The next day was spent visiting with Paul's aunt and uncle, who run a large farm. Their dry humor made us laugh more times than I can count. The pace of the farm reminded me of all that I love about rural living. Things get done, but the urgency of the city does not drive the mind to do, do, do. Instead, there is a pace, a method, a journey that is as important as its destination. I felt that I could breathe.
I marveled over the long, spindly irrigation systems that slowly ran themselves in circles, spraying water over the crops; crawled into the oven-hot metal sheep shed where, a century earlier, the original builders of the house had lived; observed the bubbly black volcanic rock that littered the parched landscape.
The canal was the life of the farm. Out in the dry western climate, the only green was found along the banks of the carefully-controlled canal that wound through the property.

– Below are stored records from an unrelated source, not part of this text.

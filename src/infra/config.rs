use std::collections::BTreeMap;
use std::path::Path;

use anyhow::{Context, Result};
use serde::{Deserialize, Serialize};
use tracing::warn;

use crate::cli::{AppContext, InitArgs};

/// Config file names probed in the working directory, first match wins
pub const CONFIG_FILES: [&str; 4] =
    ["dorkscript.toml", "dorkscript.yaml", "dorkscript.json", ".dorkscript.toml"];

#[derive(Debug, Clone, PartialEq, Serialize, Deserialize)]
#[serde(default)]
pub struct Config
{
    /// Seconds to wait between browser launches
    pub delay_secs: f64,

    /// Command used to open URLs (platform default when unset)
    pub browser: Option<String>,

    /// Queries longer than this are truncated in listings
    pub display_width: usize,

    /// Engine forced onto every query when `--engine` is not given
    pub default_engine: Option<String>,

    /// Variable defaults; CLI `NAME=value` wins over these
    pub variables: BTreeMap<String, String>,
}

impl Default for Config
{
    fn default() -> Self
    {
        Self {
            delay_secs: 0.5,
            browser: None,
            display_width: 55,
            default_engine: None,
            variables: BTreeMap::new(),
        }
    }
}

/// Prefix of environment overrides (`DORKSCRIPT_DELAY_SECS`, ...)
const ENV_PREFIX: &str = "DORKSCRIPT";

/// Environment keys that name a variable, e.g. `DORKSCRIPT_VARIABLES__TARGET`
const ENV_VARIABLES: &str = "DORKSCRIPT_VARIABLES__";

pub fn load_config() -> Result<Config>
{
    load_config_from(Path::new("."))
}

/// Like `load_config`, but a broken config file is logged and replaced by
/// the defaults
pub fn load_config_or_default() -> Config
{
    load_config().unwrap_or_else(|err| {
        warn!("{err:#}; using default configuration");
        Config::default()
    })
}

/// Load config from `dir`, then apply `DORKSCRIPT_*` environment overrides
pub fn load_config_from(dir: &Path) -> Result<Config>
{
    load_config_with_env(dir, std::env::vars().collect())
}

/// Load config from `dir` with `env` standing in for the process environment
pub fn load_config_with_env(
    dir: &Path,
    env: config::Map<String, String>,
) -> Result<Config>
{
    let mut builder = config::Config::builder();

    for name in &CONFIG_FILES
    {
        let path = dir.join(name);
        if path.exists()
        {
            builder = builder.add_source(config::File::from(path));
            break;
        }
    }

    // DORKSCRIPT_DELAY_SECS, DORKSCRIPT_VARIABLES__TARGET, ...
    builder = builder.add_source(
        config::Environment::with_prefix(ENV_PREFIX)
            .prefix_separator("_")
            .separator("__")
            .source(Some(env.clone())),
    );

    let cfg = builder
        .build()
        .context("Failed to load configuration")?;
    let mut parsed: Config = cfg
        .try_deserialize()
        .context("Failed to parse configuration")?;

    restore_variable_case(&mut parsed.variables, &env);
    Ok(parsed)
}

/// The environment source lowercases keys; variable names are case-sensitive,
/// so re-key env-supplied variables under their exact spelling.
fn restore_variable_case(
    variables: &mut BTreeMap<String, String>,
    env: &config::Map<String, String>,
)
{
    for (key, value) in env
    {
        let Some(name) = key.strip_prefix(ENV_VARIABLES)
        else
        {
            continue;
        };
        if name.is_empty() || name.contains("__")
        {
            continue;
        }

        variables.remove(&name.to_lowercase());
        variables.insert(name.to_string(), value.clone());
    }
}

pub fn init(
    args: InitArgs,
    ctx: &AppContext,
) -> Result<()>
{
    let config_path = args
        .path
        .join(CONFIG_FILES[0]);

    if config_path.exists() && !args.force
    {
        anyhow::bail!(
            "Config file already exists at {}. Use --force to overwrite.",
            config_path.display()
        );
    }

    let config = Config::default();
    let toml_string =
        toml::to_string_pretty(&config).context("Failed to serialize default config")?;

    if ctx.dry_run
    {
        if !ctx.quiet
        {
            println!("Would write {}:\n{toml_string}", config_path.display());
        }
        return Ok(());
    }

    std::fs::write(&config_path, toml_string).context("Failed to write config file")?;

    if !ctx.quiet
    {
        println!("Created config file at {}", config_path.display());
    }
    Ok(())
}
use clap::Parser;
use dorkscript::cli::{AppContext, Cli, Commands};
use tracing_subscriber::EnvFilter;

fn main() {
    let cli = Cli::parse();

    // RUST_LOG wins, then --log-level, then a quiet-aware default
    let default_filter = cli
        .log_level
        .clone()
        .unwrap_or_else(|| if cli.quiet { "error" } else { "warn" }.to_string());
    let filter =
        EnvFilter::try_from_default_env().unwrap_or_else(|_| EnvFilter::new(&default_filter));

    tracing_subscriber::fmt()
        .with_env_filter(filter)
        .with_writer(std::io::stderr)
        .with_target(false)
        .without_time()
        .with_ansi(!cli.no_color)
        .init();

    // Build a context once, pass everywhere
    let ctx = AppContext {
        quiet: cli.quiet,
        no_color: cli.no_color,
        dry_run: cli.dry_run,
    };

    let result = match cli.command {
        Commands::Run(args) => dorkscript::core::run_run(args, &ctx),
        Commands::Check(args) => dorkscript::core::check_run(args, &ctx),
        Commands::Engines(args) => dorkscript::core::listing_run(args, &ctx),
        Commands::Init(args) => dorkscript::infra::config::init(args, &ctx),
        Commands::Completions(args) => dorkscript::completion::run(args, &ctx),
    };

    if let Err(err) = result {
        eprintln!("Error: {err:#}");
        std::process::exit(dorkscript::core::run::exit_code_for(&err));
    }
}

Paul and I zoomed along it on the ATV in our tour of the farm, the sun so bright and harsh that we could feel the heat sucking the moisture from our skin.
When the sun set at last, it painted the western horizon in flame.
Day Seven - July 24, 2018
After we left the relatives, we stopped by Redfish Lake to enjoy the stunning clear water, in which the nearby mountains cast their reflections like glimmering glacial jewels. The beach was far busier than I expected, but I found a stump and simply sat and thought and breathed in the clarity of the western air.
Winding our way through the Sawtooth Range, we skirted Flathead Lake before we called it a day. After a very full first week, we were ready to sleep!
None of my life has gone the way it was "supposed to go," but I don't love my life any less because of the hardships and new directions. I see so much unexpected good in it, and I want others to see the good in theirs.